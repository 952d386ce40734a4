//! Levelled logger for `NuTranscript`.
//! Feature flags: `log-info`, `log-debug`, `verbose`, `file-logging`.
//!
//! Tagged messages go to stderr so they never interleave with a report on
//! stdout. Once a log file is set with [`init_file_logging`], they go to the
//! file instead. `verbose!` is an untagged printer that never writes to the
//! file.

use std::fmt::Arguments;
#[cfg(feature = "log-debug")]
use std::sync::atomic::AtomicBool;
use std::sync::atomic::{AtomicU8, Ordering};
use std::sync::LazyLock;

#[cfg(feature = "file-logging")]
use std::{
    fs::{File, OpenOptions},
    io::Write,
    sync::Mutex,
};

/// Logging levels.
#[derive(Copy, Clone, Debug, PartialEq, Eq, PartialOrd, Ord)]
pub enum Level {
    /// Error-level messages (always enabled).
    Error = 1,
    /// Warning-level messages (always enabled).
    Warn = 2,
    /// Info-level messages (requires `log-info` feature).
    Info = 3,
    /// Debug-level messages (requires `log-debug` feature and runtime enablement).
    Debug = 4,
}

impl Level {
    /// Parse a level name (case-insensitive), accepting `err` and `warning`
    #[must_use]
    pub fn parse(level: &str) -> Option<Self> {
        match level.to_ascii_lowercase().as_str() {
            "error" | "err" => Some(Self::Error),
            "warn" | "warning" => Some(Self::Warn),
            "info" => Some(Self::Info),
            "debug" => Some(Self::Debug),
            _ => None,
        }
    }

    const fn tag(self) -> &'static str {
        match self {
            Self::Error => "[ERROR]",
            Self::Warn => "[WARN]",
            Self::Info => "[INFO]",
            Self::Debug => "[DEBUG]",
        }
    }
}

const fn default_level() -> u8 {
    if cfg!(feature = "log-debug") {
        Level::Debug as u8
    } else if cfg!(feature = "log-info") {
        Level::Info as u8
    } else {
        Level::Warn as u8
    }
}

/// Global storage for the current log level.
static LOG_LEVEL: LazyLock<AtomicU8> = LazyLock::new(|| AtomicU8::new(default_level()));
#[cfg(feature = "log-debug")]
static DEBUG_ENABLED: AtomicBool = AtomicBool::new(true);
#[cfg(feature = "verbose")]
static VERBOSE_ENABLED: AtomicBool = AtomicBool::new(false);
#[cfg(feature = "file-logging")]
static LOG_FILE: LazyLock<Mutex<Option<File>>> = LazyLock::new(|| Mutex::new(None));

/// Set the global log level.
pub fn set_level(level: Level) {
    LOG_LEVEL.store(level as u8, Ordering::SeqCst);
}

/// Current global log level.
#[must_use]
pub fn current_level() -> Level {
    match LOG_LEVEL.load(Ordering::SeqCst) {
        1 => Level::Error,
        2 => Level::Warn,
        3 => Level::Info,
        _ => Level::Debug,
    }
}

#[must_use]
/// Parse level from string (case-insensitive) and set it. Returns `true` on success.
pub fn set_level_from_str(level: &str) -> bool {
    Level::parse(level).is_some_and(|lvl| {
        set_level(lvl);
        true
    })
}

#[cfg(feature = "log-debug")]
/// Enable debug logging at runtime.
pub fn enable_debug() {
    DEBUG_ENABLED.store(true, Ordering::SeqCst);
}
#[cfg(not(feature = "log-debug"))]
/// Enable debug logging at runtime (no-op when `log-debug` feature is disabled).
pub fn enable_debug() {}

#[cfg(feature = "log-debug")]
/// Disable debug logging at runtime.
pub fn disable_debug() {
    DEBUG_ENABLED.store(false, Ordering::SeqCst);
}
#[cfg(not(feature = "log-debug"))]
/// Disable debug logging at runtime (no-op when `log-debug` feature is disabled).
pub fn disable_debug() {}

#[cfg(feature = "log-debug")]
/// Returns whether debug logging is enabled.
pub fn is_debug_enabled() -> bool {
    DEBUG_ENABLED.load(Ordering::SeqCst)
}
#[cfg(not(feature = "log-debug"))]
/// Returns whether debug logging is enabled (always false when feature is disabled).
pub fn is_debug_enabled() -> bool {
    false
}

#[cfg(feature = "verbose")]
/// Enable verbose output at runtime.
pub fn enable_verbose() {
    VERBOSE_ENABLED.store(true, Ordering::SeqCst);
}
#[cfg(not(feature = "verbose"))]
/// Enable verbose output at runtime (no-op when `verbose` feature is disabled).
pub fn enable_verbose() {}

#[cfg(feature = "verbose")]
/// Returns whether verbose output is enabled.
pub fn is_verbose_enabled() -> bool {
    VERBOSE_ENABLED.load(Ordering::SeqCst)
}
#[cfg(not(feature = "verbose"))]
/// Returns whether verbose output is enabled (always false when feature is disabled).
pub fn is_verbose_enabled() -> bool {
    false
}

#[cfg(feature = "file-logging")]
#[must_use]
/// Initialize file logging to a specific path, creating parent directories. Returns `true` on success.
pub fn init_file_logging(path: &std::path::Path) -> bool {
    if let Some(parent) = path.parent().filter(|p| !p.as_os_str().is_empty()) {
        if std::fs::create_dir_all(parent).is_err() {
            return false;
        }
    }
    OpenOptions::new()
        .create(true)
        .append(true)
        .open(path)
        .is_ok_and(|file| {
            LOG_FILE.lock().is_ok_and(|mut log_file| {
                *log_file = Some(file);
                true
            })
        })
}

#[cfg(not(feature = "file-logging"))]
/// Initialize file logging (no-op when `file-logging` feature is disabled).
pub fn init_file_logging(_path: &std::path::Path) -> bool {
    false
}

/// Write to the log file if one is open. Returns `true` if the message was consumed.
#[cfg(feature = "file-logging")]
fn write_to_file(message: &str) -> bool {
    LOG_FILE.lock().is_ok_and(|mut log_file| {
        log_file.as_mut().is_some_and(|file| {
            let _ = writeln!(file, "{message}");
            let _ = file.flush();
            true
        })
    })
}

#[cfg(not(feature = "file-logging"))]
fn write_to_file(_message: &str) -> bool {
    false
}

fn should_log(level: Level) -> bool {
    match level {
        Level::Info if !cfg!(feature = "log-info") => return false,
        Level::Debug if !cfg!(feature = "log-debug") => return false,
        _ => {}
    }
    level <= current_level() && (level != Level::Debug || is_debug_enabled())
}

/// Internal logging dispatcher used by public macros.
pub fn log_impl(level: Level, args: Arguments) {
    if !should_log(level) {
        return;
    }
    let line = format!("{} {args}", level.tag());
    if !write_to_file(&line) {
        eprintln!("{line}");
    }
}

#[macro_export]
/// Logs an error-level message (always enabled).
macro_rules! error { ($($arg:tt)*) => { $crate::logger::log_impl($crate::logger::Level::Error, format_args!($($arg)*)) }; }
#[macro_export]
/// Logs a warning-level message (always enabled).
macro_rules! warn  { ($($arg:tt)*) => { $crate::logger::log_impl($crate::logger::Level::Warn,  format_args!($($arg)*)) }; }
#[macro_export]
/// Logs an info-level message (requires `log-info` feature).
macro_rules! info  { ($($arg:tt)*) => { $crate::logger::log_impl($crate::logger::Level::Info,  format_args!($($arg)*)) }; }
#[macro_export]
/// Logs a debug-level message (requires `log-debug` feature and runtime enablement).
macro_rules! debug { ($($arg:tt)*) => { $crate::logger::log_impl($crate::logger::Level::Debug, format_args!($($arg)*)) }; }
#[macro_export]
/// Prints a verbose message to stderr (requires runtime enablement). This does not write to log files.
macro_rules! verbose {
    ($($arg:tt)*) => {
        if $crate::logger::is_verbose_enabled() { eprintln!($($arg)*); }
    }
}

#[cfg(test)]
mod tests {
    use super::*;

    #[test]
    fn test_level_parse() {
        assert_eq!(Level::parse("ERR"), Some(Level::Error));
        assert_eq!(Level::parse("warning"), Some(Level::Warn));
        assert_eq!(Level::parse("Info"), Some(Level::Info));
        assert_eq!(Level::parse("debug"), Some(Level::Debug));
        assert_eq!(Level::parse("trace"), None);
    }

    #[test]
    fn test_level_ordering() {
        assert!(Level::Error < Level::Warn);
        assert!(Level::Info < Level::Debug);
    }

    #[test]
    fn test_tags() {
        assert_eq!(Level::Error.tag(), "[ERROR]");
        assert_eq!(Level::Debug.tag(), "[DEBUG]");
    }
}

▸ **EXERCISE DETAILS**
Among the entries, how many lines include the word "never"? Give only the number.

▸ **WRITTEN ANSWER**
2